[[ Information, beginning ]]
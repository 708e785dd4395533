//! Domain layer for modstash.
//!
//! Core types and pure rules, independent of storage, terminal or process
//! concerns.
//!
//! # Organization
//!
//! - [`error`]: Error types and result aliases
//! - [`package`]: Package and group models, URL normalization, alias derivation
//!
//! # Examples
//!
//! ```
//! use modstash::domain::{derive_alias, normalize_url};
//!
//! let url = normalize_url("https://github.com/acme/foo/v3");
//! assert_eq!(derive_alias(&url), "foo");
//! ```

pub mod error;
pub mod package;

pub use error::{ModstashError, Result};
pub use package::{derive_alias, normalize_url, Group, Package, SortMode};
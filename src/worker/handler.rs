//! Worker implementation for asynchronous registry operations.
//!
//! [`Worker`] turns a [`WorkerMessage`] into a registry call and the outcome into
//! a [`WorkerResponse`]. [`Dispatcher`] runs each message on its own thread so
//! installs and store queries never block input handling or rendering, and
//! delivers the single response into the session's inbound queue.

use crate::domain::error::{ModstashError, Result};
use crate::registry::Registry;
use crate::worker::messages::{ListScope, Operation, WorkerMessage, WorkerResponse};
use std::sync::mpsc::Sender;
use std::sync::Arc;
use std::thread;

/// Executes worker messages against the registry.
///
/// Cheap to clone; every dispatched thread gets its own handle.
#[derive(Clone)]
pub struct Worker {
    registry: Arc<Registry>,
}

impl Worker {
    #[must_use]
    pub fn new(registry: Arc<Registry>) -> Self {
        Self { registry }
    }

    /// Helper for handling registry results with consistent logging.
    ///
    /// This function standardizes error handling and success logging across all
    /// operations in the worker.
    fn handle_db_result<T, F>(operation: Operation, result: Result<T>, on_success: F) -> WorkerResponse
    where
        F: FnOnce(T) -> WorkerResponse,
    {
        match result {
            Ok(value) => {
                tracing::debug!(operation = operation.label(), "operation successful");
                on_success(value)
            }
            Err(e) => {
                tracing::warn!(operation = operation.label(), error = %e, "operation failed");
                WorkerResponse::Error {
                    operation,
                    message: e.to_string(),
                }
            }
        }
    }

    /// Processes a worker message and returns the appropriate response.
    ///
    /// This is the main message handling entry point. It runs synchronously on
    /// the calling thread.
    pub fn handle_message(&self, message: WorkerMessage) -> WorkerResponse {
        let operation = message.operation();
        let span = tracing::debug_span!("worker_handle_message",
            operation = operation.label(),
            request_id = message.request_id()
        );
        let _guard = span.entered();

        let registry = &self.registry;
        match message {
            WorkerMessage::LoadPackages { sort, .. } => {
                Self::handle_db_result(operation, registry.list(-1, sort), |packages| {
                    tracing::debug!(package_count = packages.len(), "packages loaded");
                    WorkerResponse::PackagesLoaded {
                        scope: ListScope::All,
                        packages,
                    }
                })
            }

            WorkerMessage::LoadGroups { .. } => {
                Self::handle_db_result(operation, registry.list_groups(), |groups| {
                    WorkerResponse::GroupsLoaded { groups }
                })
            }

            WorkerMessage::LoadGroupPackages { group, sort, .. } => Self::handle_db_result(
                operation,
                registry.list_packages_by_group(&group, sort),
                |packages| WorkerResponse::PackagesLoaded {
                    scope: ListScope::Group(group),
                    packages,
                },
            ),

            WorkerMessage::AddPackage {
                url,
                name,
                version,
                install,
                force,
                ..
            } => Self::handle_db_result(
                operation,
                registry.add(&url, &name, &version, install, force),
                |name| WorkerResponse::PackageAdded { name },
            ),

            WorkerMessage::InstallPackages { urls, .. } => {
                Self::handle_db_result(operation, registry.install_urls(&urls), |_output| {
                    WorkerResponse::PackagesInstalled { urls }
                })
            }

            WorkerMessage::RecordUsage { urls, .. } => {
                let count = urls.len();
                Self::handle_db_result(operation, registry.record_usage(&urls), |()| {
                    WorkerResponse::UsageRecorded { count }
                })
            }

            WorkerMessage::DeletePackages { names, .. } => {
                Self::handle_db_result(operation, registry.delete_packages(&names), |count| {
                    WorkerResponse::PackagesDeleted { count }
                })
            }

            WorkerMessage::CreateGroup { name, .. } => {
                Self::handle_db_result(operation, registry.create_group(&name), |group| {
                    WorkerResponse::GroupCreated { group }
                })
            }

            WorkerMessage::AssignToGroup { urls, group, .. } => Self::handle_db_result(
                operation,
                registry.assign_to_group(&urls, &group),
                |count| WorkerResponse::PackagesAssigned { group, count },
            ),

            WorkerMessage::RemoveFromGroup {
                group_id,
                package_ids,
                ..
            } => Self::handle_db_result(
                operation,
                registry.remove_packages_from_group(group_id, &package_ids),
                |count| WorkerResponse::PackagesRemoved { count },
            ),

            WorkerMessage::InstallGroup { group, .. } => {
                Self::handle_db_result(operation, registry.install_group(&group), |urls| {
                    WorkerResponse::GroupInstalled {
                        group,
                        count: urls.len(),
                    }
                })
            }

            WorkerMessage::DeleteGroup { name, .. } => {
                Self::handle_db_result(operation, registry.delete_group(&name), |()| {
                    WorkerResponse::GroupDeleted { name }
                })
            }
        }
    }
}

/// Fire-and-forget executor for worker messages.
///
/// Every [`dispatch`](Self::dispatch) spawns one thread that runs the message and
/// sends its response, converted into `T`, through the queue. Several messages
/// may be in flight at once; responses arrive in completion order.
///
/// # Examples
///
/// ```no_run
/// use modstash::worker::{Dispatcher, WorkerMessage, WorkerResponse};
/// # fn demo(registry: std::sync::Arc<modstash::registry::Registry>) -> modstash::Result<()> {
/// let (tx, rx) = std::sync::mpsc::channel::<WorkerResponse>();
/// let dispatcher = Dispatcher::new(registry, tx);
///
/// dispatcher.dispatch(WorkerMessage::load_groups())?;
/// let response = rx.recv().expect("worker response");
/// # Ok(())
/// # }
/// ```
pub struct Dispatcher<T> {
    worker: Worker,
    sender: Sender<T>,
}

impl<T> Dispatcher<T>
where
    T: From<WorkerResponse> + Send + 'static,
{
    pub fn new(registry: Arc<Registry>, sender: Sender<T>) -> Self {
        Self {
            worker: Worker::new(registry),
            sender,
        }
    }

    /// Runs `message` on a new thread.
    ///
    /// The caller's current tracing span becomes the parent of the worker's
    /// spans.
    ///
    /// # Errors
    ///
    /// Returns [`ModstashError::Worker`] if the thread cannot be spawned.
    pub fn dispatch(&self, message: WorkerMessage) -> Result<()> {
        let worker = self.worker.clone();
        let sender = self.sender.clone();
        let parent = tracing::Span::current();
        let operation = message.operation();

        thread::Builder::new()
            .name(format!("modstash-{}", operation.label().replace(' ', "-")))
            .spawn(move || {
                let _parent = parent.entered();
                let response = worker.handle_message(message);
                if sender.send(T::from(response)).is_err() {
                    tracing::debug!(
                        operation = operation.label(),
                        "session closed before completion was delivered"
                    );
                }
            })
            .map_err(|e| ModstashError::Worker(format!("failed to spawn worker: {e}")))?;

        tracing::debug!(operation = operation.label(), "command dispatched");
        Ok(())
    }
}

#[cfg(test)]
mod tests {
    use super::*;
    use crate::domain::SortMode;
    use crate::registry::Installer;
    use crate::storage::JsonStorage;
    use std::sync::mpsc;
    use std::time::Duration;
    use tempfile::TempDir;

    struct NoopInstaller;

    impl Installer for NoopInstaller {
        fn install(&self, _urls: &[String]) -> Result<String> {
            Ok(String::new())
        }
    }

    fn worker(dir: &TempDir) -> Worker {
        let storage = JsonStorage::new(dir.path().join("packages.json")).unwrap();
        Worker::new(Arc::new(Registry::new(Box::new(storage), Box::new(NoopInstaller))))
    }

    #[test]
    fn group_listing_is_tagged_with_its_scope() {
        let dir = TempDir::new().unwrap();
        let worker = worker(&dir);
        worker.handle_message(WorkerMessage::create_group("cli".to_string()));

        let response =
            worker.handle_message(WorkerMessage::load_group_packages("cli".to_string(), SortMode::Frequency));

        assert_eq!(
            response,
            WorkerResponse::PackagesLoaded {
                scope: ListScope::Group("cli".to_string()),
                packages: Vec::new(),
            }
        );
    }

    #[test]
    fn failures_name_their_operation() {
        let dir = TempDir::new().unwrap();
        let worker = worker(&dir);

        let response = worker.handle_message(WorkerMessage::delete_group("ghost".to_string()));

        assert_eq!(
            response,
            WorkerResponse::Error {
                operation: Operation::DeleteGroup,
                message: "group not found: ghost".to_string(),
            }
        );
    }

    #[test]
    fn dispatch_delivers_exactly_one_response() {
        let dir = TempDir::new().unwrap();
        let storage = JsonStorage::new(dir.path().join("packages.json")).unwrap();
        let registry = Arc::new(Registry::new(Box::new(storage), Box::new(NoopInstaller)));
        let (tx, rx) = mpsc::channel::<WorkerResponse>();
        let dispatcher = Dispatcher::new(registry, tx);

        dispatcher
            .dispatch(WorkerMessage::add_package(
                "https://github.com/charmbracelet/log".to_string(),
                String::new(),
                String::new(),
                false,
                false,
            ))
            .unwrap();

        let response = rx.recv_timeout(Duration::from_secs(5)).unwrap();
        assert_eq!(
            response,
            WorkerResponse::PackageAdded {
                name: "log".to_string()
            }
        );
        assert!(rx.recv_timeout(Duration::from_millis(100)).is_err());
    }

    #[test]
    fn request_ids_are_unique() {
        let a = WorkerMessage::load_groups();
        let b = WorkerMessage::load_groups();
        assert_ne!(a.request_id(), b.request_id());
        assert_ne!(a, b);
    }
}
[[ Information, end ]]
● **Problem statement**:
Only a number is wanted. Count the lines of the data that contain "PackagesLoaded".

● **Solution to this task**:
3